A Canção de Kali (bib.), de Dan Simmons, é um romance que já acabei de ler há algum tempo (praticamente dois meses) mas do qual, por um motivo ou por outro, só agora arranjei tempo para falar. Se o mesmo acontecesse com certos outros livros isso causar-me-ia problemas. Há histórias que começam a desvanecer-se da memória assim que o livro se fecha, quando não é ainda com ele aberto, e falar delas alguns meses mais tarde torna-se quase impossível. Mas não é o caso deste romance.

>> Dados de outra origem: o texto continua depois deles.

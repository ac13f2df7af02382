use nalgebra::Matrix3;
use resonator_core::error::ResonatorError;
use resonator_core::register::homography::Homography;
use resonator_core::roi::{map_roi, RoiRect};

#[test]
fn test_identity_leaves_roi_unchanged() {
    let roi = RoiRect::new(10, 20, 30, 40);
    let mapped = map_roi(&roi, &Homography::identity(), 200, 100).unwrap();
    assert_eq!(mapped, roi);
}

#[test]
fn test_translation_shifts_roi() {
    let roi = RoiRect::new(10, 20, 30, 40);
    let mapped = map_roi(&roi, &Homography::translation(5.0, -3.0), 200, 100).unwrap();
    assert_eq!(mapped, RoiRect::new(15, 17, 30, 40));
}

#[test]
fn test_scale_grows_bounding_box() {
    let roi = RoiRect::new(10, 10, 20, 20);
    let h = Homography::from_matrix(Matrix3::new(2.0, 0.0, 0.0, 0.0, 2.0, 0.0, 0.0, 0.0, 1.0));
    let mapped = map_roi(&roi, &h, 200, 200).unwrap();
    assert_eq!(mapped, RoiRect::new(20, 20, 40, 40));
}

#[test]
fn test_rotation_uses_bounding_box() {
    // 90 degrees about the origin, then shifted back into the frame.
    let h = Homography::from_matrix(Matrix3::new(0.0, -1.0, 100.0, 1.0, 0.0, 0.0, 0.0, 0.0, 1.0));
    let roi = RoiRect::new(10, 20, 30, 10);
    let mapped = map_roi(&roi, &h, 200, 200).unwrap();
    assert_eq!(mapped, RoiRect::new(70, 10, 10, 30));
}

#[test]
fn test_partial_overlap_is_clipped() {
    let roi = RoiRect::new(0, 0, 50, 50);
    let mapped = map_roi(&roi, &Homography::translation(-20.0, 80.0), 100, 100).unwrap();
    assert_eq!(mapped, RoiRect::new(0, 80, 30, 20));
}

#[test]
fn test_fully_outside_is_config_error() {
    let roi = RoiRect::new(10, 10, 20, 20);
    let err = map_roi(&roi, &Homography::translation(500.0, 0.0), 100, 100).unwrap_err();
    assert!(matches!(err, ResonatorError::RoiOutOfFrame { .. }));
    assert!(err.to_string().contains("reset the basis image"));
}

#[test]
fn test_negative_side_outside_is_config_error() {
    let roi = RoiRect::new(10, 10, 20, 20);
    let err = map_roi(&roi, &Homography::translation(-40.0, -40.0), 100, 100).unwrap_err();
    assert!(matches!(err, ResonatorError::RoiOutOfFrame { .. }));
}

#[test]
fn test_collapsed_projection_is_config_error() {
    // Every point lands on the same x: zero-width box.
    let h = Homography::from_matrix(Matrix3::new(0.0, 0.0, 5.0, 0.0, 1.0, 0.0, 0.0, 0.0, 1.0));
    let roi = RoiRect::new(10, 10, 20, 20);
    assert!(map_roi(&roi, &h, 100, 100).is_err());
}

#[test]
fn test_parse_roi() {
    let roi: RoiRect = "1, 2,3,4".parse().unwrap();
    assert_eq!(roi, RoiRect::new(1, 2, 3, 4));
    assert!("1,2,3".parse::<RoiRect>().is_err());
    assert!("1,2,0,4".parse::<RoiRect>().is_err());
    assert!("a,b,c,d".parse::<RoiRect>().is_err());
}

#[test]
fn test_fits() {
    let roi = RoiRect::new(90, 0, 10, 10);
    assert!(roi.fits(100, 10));
    assert!(!roi.fits(99, 10));
}

#[test]
fn test_edges_near_u32_max_do_not_overflow() {
    let roi = RoiRect::new(u32::MAX - 5, 0, 10, 10);
    assert_eq!(roi.right(), u32::MAX as u64 + 5);
    assert!(!roi.in_pixel_range());
    assert!(!roi.fits(100, 100));
    let err = map_roi(&roi, &Homography::identity(), 100, 100).unwrap_err();
    assert!(matches!(err, ResonatorError::RoiOutOfFrame { .. }));
}

#[test]
fn test_parse_rejects_roi_past_pixel_range() {
    assert!("4294967290,0,10,10".parse::<RoiRect>().is_err());
    assert!("0,4294967295,1,1".parse::<RoiRect>().is_err());
    assert!("0,4294967294,1,1".parse::<RoiRect>().is_ok());
}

Como o título sugere, a ação desenrola-se principalmente na Índia. O protagonista é um americano, casado com uma emigrante indiana, que é encarregado de investigar o misterioso aparecimento de um novo manuscrito escrito por grande poeta indiano que consta estar morto. Para isso embarca com a mulher e uma filha pequena num avião para Calcutá, uma das maiores cidades da Índia (e do mundo), descrita como um lugar caótico, repleto de miséria e sujidade e centro de um culto à deusa hindu da destruição, Kali, consorte do deus da morte, Shiva.
Mas Simmons, com esta matéria-prima nas mãos, resiste à tentação da facilidade. Não mergulha o leitor de cabeça e à bruta no horror sobrenatural que se poderia supor. Pelo contrário, meio romance é passado em pleno realismo, com não mais que subtis indicações de que algo de realmente invulgar se passa naquela cidade, algo que transcende as simples consequências do sobrepovoamento e do subdesenvolvimento. Algo que não se explique apenas com crime organizado e seitas religiosas clandestinas e fanáticas.

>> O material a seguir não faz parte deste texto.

use ndarray::{Array2, Array3, Axis};
use std::path::PathBuf;

use crate::consts::{COLOR_CHANNEL_COUNT, LUMINANCE_B, LUMINANCE_G, LUMINANCE_R};

/// A single grayscale image frame.
/// Pixel values are f32 in [0.0, 1.0].
#[derive(Clone, Debug)]
pub struct Frame {
    /// Pixel data, row-major, shape = (height, width)
    pub data: Array2<f32>,
    /// Original bit depth before conversion (8 or 16)
    pub original_bit_depth: u8,
}

impl Frame {
    pub fn new(data: Array2<f32>, bit_depth: u8) -> Self {
        Self {
            data,
            original_bit_depth: bit_depth,
        }
    }

    pub fn width(&self) -> usize {
        self.data.ncols()
    }

    pub fn height(&self) -> usize {
        self.data.nrows()
    }

    /// Quantize to 8-bit, as used by the corner detector.
    pub fn to_u8(&self) -> Array2<u8> {
        self.data.mapv(|v| (v.clamp(0.0, 1.0) * 255.0).round() as u8)
    }
}

/// A three-channel video frame, values f32 in [0.0, 1.0].
///
/// Channels are always stored R, G, B regardless of the source byte order.
#[derive(Clone, Debug)]
pub struct ColorFrame {
    /// Shape = (height, width, 3)
    pub data: Array3<f32>,
    pub original_bit_depth: u8,
    pub index: usize,
}

impl ColorFrame {
    pub fn new(data: Array3<f32>, bit_depth: u8, index: usize) -> Self {
        debug_assert_eq!(data.dim().2, COLOR_CHANNEL_COUNT);
        Self {
            data,
            original_bit_depth: bit_depth,
            index,
        }
    }

    pub fn width(&self) -> usize {
        self.data.dim().1
    }

    pub fn height(&self) -> usize {
        self.data.dim().0
    }

    /// Plain average of the three channels.
    pub fn channel_mean(&self) -> Array2<f32> {
        self.data
            .mean_axis(Axis(2))
            .unwrap_or_else(|| Array2::zeros((self.height(), self.width())))
    }

    /// BT.601 weighted luminance, used for registration.
    pub fn luminance(&self) -> Frame {
        let (h, w, _) = self.data.dim();
        let data = Array2::from_shape_fn((h, w), |(r, c)| {
            LUMINANCE_R * self.data[[r, c, 0]]
                + LUMINANCE_G * self.data[[r, c, 1]]
                + LUMINANCE_B * self.data[[r, c, 2]]
        });
        Frame::new(data, self.original_bit_depth)
    }
}

/// Color/Bayer mode of the source data.
#[derive(Clone, Copy, Debug, PartialEq, serde::Serialize, serde::Deserialize)]
pub enum ColorMode {
    Mono,
    BayerRGGB,
    BayerGRBG,
    BayerGBRG,
    BayerBGGR,
    RGB,
    BGR,
}

/// Metadata about a video source.
#[derive(Clone, Debug)]
pub struct SourceInfo {
    pub filename: PathBuf,
    pub total_frames: usize,
    pub width: u32,
    pub height: u32,
    pub bit_depth: u8,
    pub color_mode: ColorMode,
}
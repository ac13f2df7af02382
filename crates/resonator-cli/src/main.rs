mod commands;
mod progress;
mod summary;

use anyhow::Result;
use clap::{Parser, Subcommand};
use tracing_subscriber::EnvFilter;

#[derive(Parser)]
#[command(name = "resonator", about = "Resonator video brightness extraction")]
#[command(version)]
struct Cli {
    /// Enable verbose output
    #[arg(short, long, global = true)]
    verbose: bool,

    #[command(subcommand)]
    command: Commands,
}

#[derive(Subcommand)]
enum Commands {
    /// Process every video in an input folder
    Run(commands::run::RunArgs),
    /// Extract the sliced brightness signal from one video
    Extract(commands::extract::ExtractArgs),
    /// Align a sliced signal with reference data
    Reconcile(commands::reconcile::ReconcileArgs),
    /// Register a video against the basis image and report the mapped ROI
    Register(commands::register::RegisterArgs),
    /// Print the default configuration or check an existing one
    Config(commands::config::ConfigArgs),
    /// Store calibration coefficients in a config file
    Calibrate(commands::calibrate::CalibrateArgs),
    /// Save a new basis image and ROI
    Reset(commands::reset::ResetArgs),
}

fn main() -> Result<()> {
    let cli = Cli::parse();

    let filter = if cli.verbose {
        EnvFilter::new("debug")
    } else {
        EnvFilter::try_from_default_env().unwrap_or_else(|_| EnvFilter::new("warn"))
    };
    tracing_subscriber::fmt().with_env_filter(filter).init();

    match &cli.command {
        Commands::Run(args) => commands::run::run(args),
        Commands::Extract(args) => commands::extract::run(args),
        Commands::Reconcile(args) => commands::reconcile::run(args),
        Commands::Register(args) => commands::register::run(args),
        Commands::Config(args) => commands::config::run(args),
        Commands::Calibrate(args) => commands::calibrate::run(args),
        Commands::Reset(args) => commands::reset::run(args),
    }
}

É em boa parte por causa dessa pintura de um cenário inteiramente realista, ao mesmo tempo que vai preparando o leitor para o que está para vir, que este livro está tão bem conseguido. Por causa da subtileza que percorre todo o romance, por ter todos os fios que constituem a trama tão bem amarrados. Por estar muito bem escrito, com um ritmo impecável, com tudo no sítio. No que acontece ao protagonista e sua família, nas várias personagens que se vão cruzando com eles, no retrato — nada lisongeiro — da cidade de Calcutá e da própria Índia, não parece haver nada a mais nem nada a menos. Tudo está onde e como deve estar.

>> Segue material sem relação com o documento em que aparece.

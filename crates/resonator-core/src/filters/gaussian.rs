use ndarray::Array2;
use rayon::prelude::*;

use crate::consts::{GAUSSIAN_TRUNCATE, PARALLEL_PIXEL_THRESHOLD};
use crate::frame::Frame;

/// Normalized Gaussian kernel of radius `round(truncate * sigma)`.
pub fn gaussian_kernel(sigma: f64, truncate: f64) -> Vec<f64> {
    let radius = (truncate * sigma + 0.5).floor().max(0.0) as usize;
    let s2 = 2.0 * sigma * sigma;
    let mut kernel: Vec<f64> = (0..=2 * radius)
        .map(|i| {
            let x = i as f64 - radius as f64;
            (-x * x / s2).exp()
        })
        .collect();
    let sum: f64 = kernel.iter().sum();
    for k in &mut kernel {
        *k /= sum;
    }
    kernel
}

/// Apply Gaussian blur to a frame using separable 1D convolution.
///
/// Edges are clamped. A non-positive sigma returns the frame unchanged.
pub fn gaussian_blur(frame: &Frame, sigma: f32) -> Frame {
    if sigma <= 0.0 {
        return frame.clone();
    }
    let kernel: Vec<f32> = gaussian_kernel(sigma as f64, 3.0)
        .into_iter()
        .map(|k| k as f32)
        .collect();
    let rows = convolve(&frame.data, &kernel, false);
    let both = convolve(&rows, &kernel, true);
    Frame::new(both, frame.original_bit_depth)
}

fn convolve(data: &Array2<f32>, kernel: &[f32], vertical: bool) -> Array2<f32> {
    let (h, w) = data.dim();
    let radius = kernel.len() as isize / 2;

    let row_at = |row: usize| -> Vec<f32> {
        (0..w)
            .map(|col| {
                kernel
                    .iter()
                    .enumerate()
                    .map(|(ki, &kv)| {
                        let off = ki as isize - radius;
                        let v = if vertical {
                            let r = (row as isize + off).clamp(0, h as isize - 1) as usize;
                            data[[r, col]]
                        } else {
                            let c = (col as isize + off).clamp(0, w as isize - 1) as usize;
                            data[[row, c]]
                        };
                        v * kv
                    })
                    .sum()
            })
            .collect()
    };

    let rows: Vec<Vec<f32>> = if h * w >= PARALLEL_PIXEL_THRESHOLD {
        (0..h).into_par_iter().map(row_at).collect()
    } else {
        (0..h).map(row_at).collect()
    };

    Array2::from_shape_fn((h, w), |(r, c)| rows[r][c])
}

/// One-dimensional Gaussian low-pass filter.
///
/// Boundaries are handled by half-sample reflection (`d c b a | a b c d`)
/// and the kernel is truncated at four standard deviations. A non-positive
/// sigma returns the input unchanged.
pub fn gaussian_filter1d(data: &[f64], sigma: f64) -> Vec<f64> {
    if sigma <= 0.0 || data.is_empty() {
        return data.to_vec();
    }
    let kernel = gaussian_kernel(sigma, GAUSSIAN_TRUNCATE);
    let radius = kernel.len() as isize / 2;
    let n = data.len() as isize;

    (0..n)
        .map(|i| {
            kernel
                .iter()
                .enumerate()
                .map(|(ki, &kv)| data[reflect(i + ki as isize - radius, n)] * kv)
                .sum()
        })
        .collect()
}

fn reflect(mut idx: isize, n: isize) -> usize {
    let period = 2 * n;
    idx = idx.rem_euclid(period);
    if idx >= n {
        idx = period - 1 - idx;
    }
    idx as usize
}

Achei A Canção de Kali dos melhores livros que li nos últimos anos. E é dos poucos livros que recomendo sem reservas a quase qualquer leitor, sejam quais forem os seus gostos, à exceção de quem não goste de livros perturbadores. Porque A Canção de Kali, pese embora toda a sua subtileza, é um livro perturbador. Ou talvez por causa dessa subtileza. É mais fácil acreditar que por trás das aparências algo de negro se move quando essas aparências são tão palpáveis do que quando a descrença é violentada desde o início com as tentativas desajeitadas de chocar com que tantos autores menores se comprazem. E Simmons, basta este livro para o dizer, e bastaria mesmo que nada mais de bom tivesse escrito ao longo de toda a carreira, não é um autor menor.
Este livro foi comprado.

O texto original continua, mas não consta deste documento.